■ Records from a dataset:
────
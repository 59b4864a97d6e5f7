//! Proleptic Gregorian helpers: leap years, ordinal days, ISO weeks, and
//! field-level calendar arithmetic in UTC or local time.
//!
//! # Functions
//!
//! - [`last_iso_week_of_year`] — 52 or 53
//! - [`iso_week_one_monday`] — Monday 00:00 UTC of ISO week 1
//! - [`iso_week_number`] — ISO week-numbering year, week and weekday of an instant
//! - [`iso_week_string`] — an instant rendered as `YYYY-Www-DThh:mm:ss.sssZ`

use chrono::{DateTime, Datelike, Local, NaiveDate, NaiveDateTime, TimeDelta, TimeZone, Utc};
use serde::Serialize;

use crate::error::{Construct, IsoError, Result};

// ── Year and month lengths ──────────────────────────────────────────────────

pub fn is_leap_year(year: i32) -> bool {
    year % 4 == 0 && (year % 100 != 0 || year % 400 == 0)
}

pub fn days_in_year(year: i32) -> u32 {
    if is_leap_year(year) {
        366
    } else {
        365
    }
}

/// Days in `month` (1-12) of `year`, 0 for an invalid month.
pub fn days_in_month(year: i32, month: u32) -> u32 {
    match month {
        1 | 3 | 5 | 7 | 8 | 10 | 12 => 31,
        4 | 6 | 9 | 11 => 30,
        2 if is_leap_year(year) => 29,
        2 => 28,
        _ => 0,
    }
}

pub(crate) fn is_valid_date(year: i32, month: u32, day: u32) -> bool {
    day >= 1 && day <= days_in_month(year, month)
}

/// Ordinal day of year (1-366) for a valid calendar date.
pub fn day_of_year(year: i32, month: u32, day: u32) -> u32 {
    (1..month).map(|m| days_in_month(year, m)).sum::<u32>() + day
}

// ── ISO weeks ───────────────────────────────────────────────────────────────

/// An instant's position in the ISO week-numbering calendar.
#[derive(Debug, Clone, Copy, PartialEq, Eq, Serialize)]
pub struct IsoWeek {
    /// ISO week-numbering year, which differs from the calendar year around New Year.
    pub year: i32,
    /// Week 1-53.
    pub week: u32,
    /// ISO weekday, 1 = Monday through 7 = Sunday.
    pub weekday: u32,
}

fn iso_weekday(date: NaiveDate) -> u32 {
    date.weekday().number_from_monday()
}

pub(crate) fn week_one_monday_date(year: i32) -> Option<NaiveDate> {
    let jan4 = NaiveDate::from_ymd_opt(year, 1, 4)?;
    jan4.checked_sub_signed(TimeDelta::try_days(i64::from(iso_weekday(jan4)) - 1)?)
}

/// Number of ISO weeks in `year`.
///
/// A year has 53 weeks when December 31st falls on Thursday or later and
/// the distance between this year's and next year's week-one Mondays is
/// 53 weeks. Years outside the supported calendar range report 52.
///
/// # Examples
///
/// ```
/// use iso_interval::calendar::last_iso_week_of_year;
///
/// assert_eq!(last_iso_week_of_year(2020), 53);
/// assert_eq!(last_iso_week_of_year(2019), 52);
/// ```
pub fn last_iso_week_of_year(year: i32) -> u32 {
    let Some(dec31) = NaiveDate::from_ymd_opt(year, 12, 31) else {
        return 52;
    };
    if iso_weekday(dec31) < 4 {
        return 52;
    }
    match (
        week_one_monday_date(year),
        year.checked_add(1).and_then(week_one_monday_date),
    ) {
        (Some(this_year), Some(next_year)) if (next_year - this_year).num_days() > 52 * 7 => 53,
        _ => 52,
    }
}

/// Monday of ISO week 1 at midnight UTC.
///
/// # Errors
///
/// Returns [`IsoError::OutOfRange`] for years chrono cannot represent.
pub fn iso_week_one_monday(year: i32) -> Result<DateTime<Utc>> {
    week_one_monday_date(year)
        .and_then(|date| date.and_hms_opt(0, 0, 0))
        .map(|naive| naive.and_utc())
        .ok_or(IsoError::OutOfRange(Construct::Date))
}

/// Calendar date of an ISO week date, `None` outside chrono's range.
pub(crate) fn date_from_week(year: i32, week: u32, weekday: u32) -> Option<NaiveDate> {
    let offset = (i64::from(week) - 1) * 7 + i64::from(weekday) - 1;
    week_one_monday_date(year)?.checked_add_signed(TimeDelta::try_days(offset)?)
}

pub(crate) fn date_from_ordinal(year: i32, day: u32) -> Option<NaiveDate> {
    NaiveDate::from_yo_opt(year, day)
}

/// ISO week-numbering year, week and weekday of `instant` in UTC.
pub fn iso_week_number(instant: DateTime<Utc>) -> IsoWeek {
    let mut year = instant.year();
    let weekday = iso_weekday(instant.date_naive());
    let doy = instant.ordinal() as i32;

    let mut week = (10 + doy - weekday as i32).div_euclid(7);
    if week < 1 {
        year -= 1;
        week = last_iso_week_of_year(year) as i32;
    } else if week == 53 && last_iso_week_of_year(year) == 52 {
        year += 1;
        week = 1;
    }

    IsoWeek {
        year,
        week: week as u32,
        weekday,
    }
}

/// `instant` as an ISO week date with UTC time, e.g. `2024-W05-3T12:00:00.000Z`.
pub fn iso_week_string(instant: DateTime<Utc>) -> String {
    let IsoWeek {
        year,
        week,
        weekday,
    } = iso_week_number(instant);
    format!(
        "{year}-W{week:02}-{weekday}T{}",
        instant.format("%H:%M:%S%.3fZ")
    )
}

/// Canonical millisecond-precision UTC rendering.
///
/// Years outside 0-9999 use the expanded `±YYYYYY` form.
pub fn format_instant(instant: DateTime<Utc>) -> String {
    let year = instant.year();
    let year = if (0..=9999).contains(&year) {
        format!("{year:04}")
    } else if year < 0 {
        format!("-{:06}", year.unsigned_abs())
    } else {
        format!("+{year:06}")
    };
    format!("{year}-{}", instant.format("%m-%dT%H:%M:%S%.3fZ"))
}

// ── Calendar field arithmetic ───────────────────────────────────────────────

#[derive(Debug, Clone, Copy, PartialEq, Eq)]
pub(crate) enum CalendarField {
    Year,
    Month,
    Day,
}

/// Wall-clock view of an instant with overflowing field setters.
///
/// Setting a field keeps the time of day and normalizes out-of-range
/// values, so month 12 rolls into January of the next year and day 0 is
/// the last day of the previous month.
pub(crate) trait CalendarView {
    fn wall_clock(&self, at: DateTime<Utc>) -> NaiveDateTime;

    fn resolve(&self, wall_clock: NaiveDateTime) -> Option<DateTime<Utc>>;

    fn get(&self, at: DateTime<Utc>, field: CalendarField) -> i64 {
        let n = self.wall_clock(at);
        match field {
            CalendarField::Year => i64::from(n.year()),
            CalendarField::Month => i64::from(n.month0()),
            CalendarField::Day => i64::from(n.day()),
        }
    }

    fn set(&self, at: DateTime<Utc>, field: CalendarField, value: i64) -> Option<DateTime<Utc>> {
        let n = self.wall_clock(at);
        let (mut year, mut month0, mut day) = (
            i64::from(n.year()),
            i64::from(n.month0()),
            i64::from(n.day()),
        );
        match field {
            CalendarField::Year => year = value,
            CalendarField::Month => month0 = value,
            CalendarField::Day => day = value,
        }
        let date = compose(year, month0, day)?;
        self.resolve(date.and_time(n.time()))
    }

    /// Move `field` by `amount`, e.g. one month forward.
    fn add(&self, at: DateTime<Utc>, field: CalendarField, amount: i64) -> Option<DateTime<Utc>> {
        let current = self.get(at, field);
        self.set(at, field, current.checked_add(amount)?)
    }
}

fn compose(year: i64, month0: i64, day: i64) -> Option<NaiveDate> {
    let year = year.checked_add(month0.div_euclid(12))?;
    let month = month0.rem_euclid(12) as u32 + 1;
    let first = NaiveDate::from_ymd_opt(i32::try_from(year).ok()?, month, 1)?;
    first.checked_add_signed(TimeDelta::try_days(day.checked_sub(1)?)?)
}

pub(crate) struct UtcCalendar;

impl CalendarView for UtcCalendar {
    fn wall_clock(&self, at: DateTime<Utc>) -> NaiveDateTime {
        at.naive_utc()
    }

    fn resolve(&self, wall_clock: NaiveDateTime) -> Option<DateTime<Utc>> {
        Some(wall_clock.and_utc())
    }
}

pub(crate) struct LocalCalendar;

impl CalendarView for LocalCalendar {
    fn wall_clock(&self, at: DateTime<Utc>) -> NaiveDateTime {
        at.with_timezone(&Local).naive_local()
    }

    /// Ambiguous wall clocks pick the earlier instant; wall clocks inside a
    /// gap move forward an hour.
    fn resolve(&self, wall_clock: NaiveDateTime) -> Option<DateTime<Utc>> {
        let local = Local.from_local_datetime(&wall_clock).earliest().or_else(|| {
            let shifted = wall_clock.checked_add_signed(TimeDelta::try_hours(1)?)?;
            Local.from_local_datetime(&shifted).earliest()
        })?;
        Some(local.with_timezone(&Utc))
    }
}

pub(crate) fn calendar_view(use_utc: bool) -> &'static dyn CalendarView {
    if use_utc {
        &UtcCalendar
    } else {
        &LocalCalendar
    }
}
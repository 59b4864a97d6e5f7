//! ISO 8601 intervals and repeating intervals.
//!
//! Four shapes are accepted, each optionally prefixed with a repeat marker
//! (`R5/`, `R/`, `R-1/`):
//!
//! - `<start>/<end>`, where the end may be abbreviated (`2007-11-13T09:00/15T17:00`)
//! - `<start>/<duration>`
//! - `<duration>/<end>`
//! - `<duration>`
//!
//! A lone `<start>` is accepted as well. Repetition only counts when a
//! duration is present.
//!
//! # Functions
//!
//! - [`Interval::parse`] — parse an interval literal
//! - [`Interval::get_expire_at`] — next occurrence boundary after a reference instant
//! - [`Interval::get_start_at`] — most recent occurrence boundary before it
//! - [`Interval::to_iso_string`] — canonical rendering

use std::fmt;
use std::str::FromStr;

use chrono::{DateTime, Utc};
use serde::{Deserialize, Deserializer, Serialize, Serializer};

use crate::cursor::{Cursor, MINUS_SIGN};
use crate::date::{DateGrammar, DateParts, PartialContext};
use crate::duration::{scan_duration, DurationParts};
use crate::error::{Construct, IsoError, Result};
use crate::state::ParseState;

const INTERVAL: Construct = Construct::Interval;

/// How many times an interval recurs.
#[derive(Debug, Clone, Copy, PartialEq, Eq, Hash, Serialize)]
pub enum Recurrence {
    Bounded(u64),
    /// `R/` or `R-1/`.
    Unbounded,
}

impl Recurrence {
    /// Upper bound on occurrences, with unbounded mapped to `u64::MAX`.
    fn limit(self) -> u64 {
        match self {
            Recurrence::Bounded(n) => n,
            Recurrence::Unbounded => u64::MAX,
        }
    }
}

impl fmt::Display for Recurrence {
    fn fmt(&self, f: &mut fmt::Formatter<'_>) -> fmt::Result {
        match self {
            Recurrence::Bounded(n) => write!(f, "R{n}"),
            Recurrence::Unbounded => f.write_str("R-1"),
        }
    }
}

/// Which parts an interval carries, as bit flags.
#[derive(Debug, Clone, Copy, PartialEq, Eq, Hash, Default, Serialize)]
pub struct IntervalType(u8);

impl IntervalType {
    /// An explicit repeat count other than 1, combined with a duration.
    pub const REPEAT: Self = Self(1);
    pub const START: Self = Self(2);
    pub const DURATION: Self = Self(4);
    pub const END: Self = Self(8);

    pub fn bits(self) -> u8 {
        self.0
    }

    pub fn contains(self, other: Self) -> bool {
        self.0 & other.0 == other.0
    }

    pub fn insert(&mut self, other: Self) {
        self.0 |= other.0;
    }
}

/// A parsed interval.
///
/// Serializes as its canonical string.
#[derive(Debug, Clone, PartialEq)]
pub struct Interval {
    source: String,
    /// Repeat marker as written, whether or not it counts.
    pub repeat: Option<Recurrence>,
    pub start: Option<DateParts>,
    pub duration: Option<DurationParts>,
    pub end: Option<DateParts>,
    pub kind: IntervalType,
    /// Read offset-less dates as UTC.
    pub enforce_utc: bool,
}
────
■ Work order: Line count for "compose": count the lines of the records above that contain it and give only the number.

■ Answer to this exercise: 2